**WHAT YOU HAVE TO DO**
If a line of the data below holds the string "latency", copy it.

=-=-=-=-=

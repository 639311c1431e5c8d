//! Core value types shared by the scanner and CLI crates.

use serde::{Deserialize, Serialize};
use std::fmt;
use std::net::IpAddr;

/// Outcome of TCP-probing a single candidate IP during the latency stage.
///
/// Invariant: `received <= sent`, and `sent` always equals the configured
/// probe count. A record is only ever constructed for `received > 0` --
/// candidates with zero successful probes are dropped, not emitted with a
/// meaningless mean RTT.
#[derive(Debug, Clone, Copy, PartialEq, Serialize, Deserialize)]
pub struct PingResult {
    pub ip: IpAddr,
    pub sent: u32,
    pub received: u32,
    /// Arithmetic mean over successful attempts only, in milliseconds.
    pub mean_rtt_ms: f64,
}

impl PingResult {
    pub fn loss_rate(&self) -> f64 {
        (self.sent - self.received) as f64 / self.sent as f64
    }
}

impl fmt::Display for PingResult {
    fn fmt(&self, f: &mut fmt::Formatter<'_>) -> fmt::Result {
        write!(
            f,
            "{} ({}/{} recv, {:.1}ms)",
            self.ip, self.received, self.sent, self.mean_rtt_ms
        )
    }
}

/// Outcome of the HTTPS throughput measurement for a single candidate IP.
///
/// `throughput_mbps` is the final, already-converted MB/s figure (see the
/// estimator module for the normalization pipeline). A value of `0.0` is
/// never stored here -- candidates that fail to clear `MIN_VALID_BYTES`
/// are dropped by the speed scanner, not recorded with a zero speed.
#[derive(Debug, Clone, Copy, PartialEq, Serialize, Deserialize)]
pub struct SpeedResult {
    pub ip: IpAddr,
    pub sent: u32,
    pub received: u32,
    pub mean_rtt_ms: f64,
    pub throughput_mbps: f64,
}

impl SpeedResult {
    pub fn loss_rate(&self) -> f64 {
        (self.sent - self.received) as f64 / self.sent as f64
    }
}

impl fmt::Display for SpeedResult {
    fn fmt(&self, f: &mut fmt::Formatter<'_>) -> fmt::Result {
        write!(
            f,
            "{} loss={:.2} rtt={:.1}ms speed={:.2}MB/s",
            self.ip,
            self.loss_rate(),
            self.mean_rtt_ms,
            self.throughput_mbps
        )
    }
}

/// Final ordering applied to speed-stage results before they are reported.
#[derive(Debug, Clone, Copy, PartialEq, Eq, Default, Serialize, Deserialize)]
pub enum SortOrder {
    /// Highest throughput first (ties broken by lower RTT). Default.
    #[default]
    ThroughputDesc,
    /// Lowest round-trip time first (ties broken by higher throughput).
    RttAsc,
}

impl fmt::Display for SortOrder {
    fn fmt(&self, f: &mut fmt::Formatter<'_>) -> fmt::Result {
        match self {
            SortOrder::ThroughputDesc => write!(f, "throughput"),
            SortOrder::RttAsc => write!(f, "rtt"),
        }
    }
}

impl std::str::FromStr for SortOrder {
    type Err = crate::error::Error;

    fn from_str(s: &str) -> Result<Self, Self::Err> {
        match s.to_ascii_lowercase().as_str() {
            "throughput" | "speed" => Ok(SortOrder::ThroughputDesc),
            "rtt" | "latency" => Ok(SortOrder::RttAsc),
            other => Err(crate::error::Error::Config(format!(
                "unknown sort order '{other}', expected 'throughput' or 'rtt'"
            ))),
        }
    }
}

/// Sort a slice of `SpeedResult` in place per the given order.
pub fn sort_speed_results(results: &mut [SpeedResult], order: SortOrder) {
    match order {
        SortOrder::ThroughputDesc => results.sort_by(|a, b| {
            b.throughput_mbps
                .partial_cmp(&a.throughput_mbps)
                .unwrap_or(std::cmp::Ordering::Equal)
                .then_with(|| a.mean_rtt_ms.partial_cmp(&b.mean_rtt_ms).unwrap())
        }),
        SortOrder::RttAsc => results.sort_by(|a, b| {
            a.mean_rtt_ms
                .partial_cmp(&b.mean_rtt_ms)
                .unwrap_or(std::cmp::Ordering::Equal)
                .then_with(|| {
                    b.throughput_mbps
                        .partial_cmp(&a.throughput_mbps)
                        .unwrap()
                })
        }),
    }
}

/// Sort a slice of `PingResult` by (loss ascending, mean RTT ascending),
/// the fixed ordering the latency stage always applies to its survivors.
pub fn sort_ping_results(results: &mut [PingResult]) {
    results.sort_by(|a, b| {
        a.loss_rate()
            .partial_cmp(&b.loss_rate())
            .unwrap_or(std::cmp::Ordering::Equal)
            .then_with(|| a.mean_rtt_ms.partial_cmp(&b.mean_rtt_ms).unwrap())
    });
}

#[cfg(test)]
mod tests {
    use super::*;
    use std::net::Ipv4Addr;

    fn ip(o: u8) -> IpAddr {
        IpAddr::V4(Ipv4Addr::new(1, 2, 3, o))
    }

    #[test]
    fn loss_rate_computed_from_sent_received() {
        let r = PingResult {
            ip: ip(1),
            sent: 4,
            received: 3,
            mean_rtt_ms: 10.0,
        };
        assert!((r.loss_rate() - 0.25).abs() < 1e-9);
    }

    #[test]
    fn ping_sort_orders_by_loss_then_rtt() {
        let mut results = vec![
            PingResult { ip: ip(1), sent: 4, received: 3, mean_rtt_ms: 5.0 }, // loss 0.25
            PingResult { ip: ip(2), sent: 4, received: 4, mean_rtt_ms: 30.0 }, // loss 0.0
            PingResult { ip: ip(3), sent: 4, received: 4, mean_rtt_ms: 10.0 }, // loss 0.0
        ];
        sort_ping_results(&mut results);
        assert_eq!(results[0].ip, ip(3));
        assert_eq!(results[1].ip, ip(2));
        assert_eq!(results[2].ip, ip(1));
    }

    #[test]
    fn speed_sort_throughput_desc_default() {
        let mut results = vec![
            SpeedResult { ip: ip(1), sent: 4, received: 4, mean_rtt_ms: 10.0, throughput_mbps: 1.0 },
            SpeedResult { ip: ip(2), sent: 4, received: 4, mean_rtt_ms: 10.0, throughput_mbps: 5.0 },
        ];
        sort_speed_results(&mut results, SortOrder::ThroughputDesc);
        assert_eq!(results[0].ip, ip(2));
    }

    #[test]
    fn sort_order_parses_known_aliases() {
        assert_eq!("throughput".parse::<SortOrder>().unwrap(), SortOrder::ThroughputDesc);
        assert_eq!("rtt".parse::<SortOrder>().unwrap(), SortOrder::RttAsc);
        assert!("bogus".parse::<SortOrder>().is_err());
    }
}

=-=-=-=-=

**RESULT BELOW**
/// Outcome of TCP-probing a single candidate IP during the latency stage.
            "rtt" | "latency" => Ok(SortOrder::RttAsc),
/// the fixed ordering the latency stage always applies to its survivors.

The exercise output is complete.